Reproduce the material that follows, please, but only from its first line to the line containing "API that accepts", inclusive.

RECORD EXCERPTS: Begin

//! PBKDF2 key derivation and AES-256-GCM sealing of redirect payloads.
//!
//! **Nonce rule:** every [`PayloadCodec::seal`] call draws a fresh 96-bit nonce
//! from the OS CSPRNG. GCM nonce reuse under one key breaks both
//! confidentiality and authentication, so there is no public API that accepts
//! a caller-chosen nonce.

use aes_gcm::{
    aead::{rand_core::RngCore, Aead, KeyInit, OsRng},
    Aes256Gcm, Key, Nonce,
};
use base64::{engine::general_purpose::URL_SAFE_NO_PAD, Engine as _};
use serde::{de::DeserializeOwned, Serialize};
use sha2::Sha256;
use thiserror::Error;
use zeroize::{Zeroize, Zeroizing};

/// Byte length of the derived AES-256 key.
pub const KEY_LEN: usize = 32;

/// Byte length of an AES-GCM nonce.
pub const NONCE_LEN: usize = 12;

/// Byte length of the GCM authentication tag appended to the ciphertext.
pub const TAG_LEN: usize = 16;

/// PBKDF2-HMAC-SHA256 iteration count shared with the worker.
pub const PBKDF2_ROUNDS: u32 = 100_000;

/// Salt the hosted worker uses unless configured otherwise.
pub const DEFAULT_SALT: &[u8] = b"billinggate_salt";

/// Errors produced by the codec layer.
#[derive(Debug, Error)]
pub enum CipherError {
    /// AES-GCM encryption failed.
    #[error("aead operation failed")]
    AeadFailure,

    /// The authentication tag did not verify: wrong key, wrong salt, or tampered token.
    #[error("authentication failed: token was tampered with or sealed under a different key")]
    AuthenticationFailed,

    /// The token is not valid base64url or is too short to hold a nonce and tag.
    #[error("invalid token format: {0}")]
    InvalidFormat(&'static str),

    /// The payload could not be converted to or from JSON.
    #[error("payload serialisation failed: {0}")]
    Serialization(#[from] serde_json::Error),
}

impl From<CipherError> for common::BillingGateError {
    fn from(e: CipherError) -> Self {
        common::BillingGateError::Encoding {
            message: e.to_string(),
            source: Some(Box::new(e)),
        }
    }
}

// ---------------------------------------------------------------------------
// Key derivation
// ---------------------------------------------------------------------------

/// A derived AES-256 key. Zeroed on drop.
pub struct DerivedKey(Box<[u8; KEY_LEN]>);

impl DerivedKey {
    /// Wrap raw key bytes.
    pub fn from_bytes(bytes: [u8; KEY_LEN]) -> Self {
        Self(Box::new(bytes))
    }

    pub fn as_bytes(&self) -> &[u8; KEY_LEN] {
        &self.0
    }
}

impl Drop for DerivedKey {
    fn drop(&mut self) {
        self.0.zeroize();
    }
}

impl std::fmt::Debug for DerivedKey {
    fn fmt(&self, f: &mut std::fmt::Formatter<'_>) -> std::fmt::Result {
        f.write_str("DerivedKey([REDACTED])")
    }
}

/// Derive the payload key from a shared secret with PBKDF2-HMAC-SHA256.
///
/// Deterministic: the same `(secret, salt)` always yields the same key.
pub fn derive_key(secret: &str, salt: &[u8]) -> DerivedKey {
    derive_key_with_rounds(secret.as_bytes(), salt, PBKDF2_ROUNDS)
}

fn derive_key_with_rounds(secret: &[u8], salt: &[u8], rounds: u32) -> DerivedKey {
    let mut key = Zeroizing::new([0u8; KEY_LEN]);
    pbkdf2::pbkdf2_hmac::<Sha256>(secret, salt, rounds, &mut key[..]);
    DerivedKey::from_bytes(*key)
}

// ---------------------------------------------------------------------------
// Token framing
// ---------------------------------------------------------------------------

/// A sealed payload: `nonce || ciphertext || tag`, base64url without padding.
#[derive(Debug, Clone, PartialEq, Eq)]
pub struct SealedToken {
    /// Raw nonce bytes.
    pub nonce: [u8; NONCE_LEN],
    /// Raw ciphertext followed by the 16-byte authentication tag.
    pub ciphertext: Vec<u8>,
}

impl SealedToken {
    /// Encode to the URL path segment form.
    pub fn encode(&self) -> String {
        let mut combined = Vec::with_capacity(NONCE_LEN + self.ciphertext.len());
        combined.extend_from_slice(&self.nonce);
        combined.extend_from_slice(&self.ciphertext);
        URL_SAFE_NO_PAD.encode(combined)
    }

    /// Parse a token produced by [`SealedToken::encode`].
    ///
    /// Trailing `=` padding is tolerated.
    ///
    /// # Errors
    ///
    /// Returns [`CipherError::InvalidFormat`] if the text is not base64url or
    /// decodes to fewer than `NONCE_LEN + TAG_LEN` bytes.
    pub fn decode(token: &str) -> Result<Self, CipherError> {
        let bytes = URL_SAFE_NO_PAD
            .decode(token.trim_end_matches('='))
            .map_err(|_| CipherError::InvalidFormat("not base64url"))?;
        if bytes.len() < NONCE_LEN + TAG_LEN {
            return Err(CipherError::InvalidFormat("shorter than nonce and tag"));
        }
        let (nonce_bytes, ciphertext) = bytes.split_at(NONCE_LEN);
        let mut nonce = [0u8; NONCE_LEN];
        nonce.copy_from_slice(nonce_bytes);
        Ok(Self {
            nonce,
            ciphertext: ciphertext.to_vec(),
        })
    }
}

// ---------------------------------------------------------------------------
// Codec
// ---------------------------------------------------------------------------

/// AES-256-GCM codec bound to one derived key.
///
/// Deriving the key is the expensive step (100 000 HMAC rounds), so callers
/// that seal many payloads should build one codec and reuse it.
#[derive(Clone)]
pub struct PayloadCodec {
    cipher: Aes256Gcm,
}

impl PayloadCodec {
    /// Derive the key for `(secret, salt)` and build a codec around it.
    pub fn new(secret: &str, salt: &[u8]) -> Self {
        Self::from_key(&derive_key(secret, salt))
    }

    /// Build a codec from an already-derived key.
    pub fn from_key(key: &DerivedKey) -> Self {
        let key = Key::<Aes256Gcm>::from_slice(key.as_bytes());
        Self {
            cipher: Aes256Gcm::new(key),
        }
    }

    /// Encrypt `plaintext` under a fresh random nonce.
    ///
    /// # Errors
    ///
    /// Returns [`CipherError::AeadFailure`] on an internal AEAD error.
    pub fn seal(&self, plaintext: &[u8]) -> Result<SealedToken, CipherError> {
        let mut nonce = [0u8; NONCE_LEN];
        OsRng.fill_bytes(&mut nonce);
        self.seal_with_nonce(nonce, plaintext)
    }

    fn seal_with_nonce(
        &self,
        nonce: [u8; NONCE_LEN],
        plaintext: &[u8],
    ) -> Result<SealedToken, CipherError> {
        let ciphertext = self
            .cipher
            .encrypt(Nonce::from_slice(&nonce), plaintext)
            .map_err(|_| CipherError::AeadFailure)?;
        Ok(SealedToken { nonce, ciphertext })
    }

    /// Decrypt and authenticate a sealed token.
    ///
    /// # Errors
    ///
    /// Returns [`CipherError::AuthenticationFailed`] if the tag does not verify.
    pub fn open(&self, token: &SealedToken) -> Result<Vec<u8>, CipherError> {
        self.cipher
            .decrypt(Nonce::from_slice(&token.nonce), token.ciphertext.as_ref())
            .map_err(|_| CipherError::AuthenticationFailed)
    }

    /// Serialise `payload` to JSON, seal it, and encode the result.
    pub fn encrypt_payload<T: Serialize + ?Sized>(&self, payload: &T) -> Result<String, CipherError> {
        let json = serde_json::to_vec(payload)?;
        Ok(self.seal(&json)?.encode())
    }

    /// Decode, authenticate, and deserialise a token back into a payload.
    pub fn decrypt_payload<T: DeserializeOwned>(&self, token: &str) -> Result<T, CipherError> {
        let sealed = SealedToken::decode(token)?;
        let json = self.open(&sealed)?;
        Ok(serde_json::from_slice(&json)?)
    }
}

impl std::fmt::Debug for PayloadCodec {
    fn fmt(&self, f: &mut std::fmt::Formatter<'_>) -> std::fmt::Result {
        f.write_str("PayloadCodec([REDACTED])")
    }
}

/// One-shot form of [`PayloadCodec::encrypt_payload`].
pub fn encrypt_payload<T: Serialize + ?Sized>(
    payload: &T,
    secret: &str,
    salt: &[u8],
) -> Result<String, CipherError> {
    PayloadCodec::new(secret, salt).encrypt_payload(payload)
}

/// One-shot form of [`PayloadCodec::decrypt_payload`].
pub fn decrypt_payload<T: DeserializeOwned>(
    token: &str,
    secret: &str,
    salt: &[u8],
) -> Result<T, CipherError> {
    PayloadCodec::new(secret, salt).decrypt_payload(token)
}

RECORD EXCERPTS: End

» EXPECTED OUTPUT
//! PBKDF2 key derivation and AES-256-GCM sealing of redirect payloads.
//!
//! **Nonce rule:** every [`PayloadCodec::seal`] call draws a fresh 96-bit nonce
//! from the OS CSPRNG. GCM nonce reuse under one key breaks both
//! confidentiality and authentication, so there is no public API that accepts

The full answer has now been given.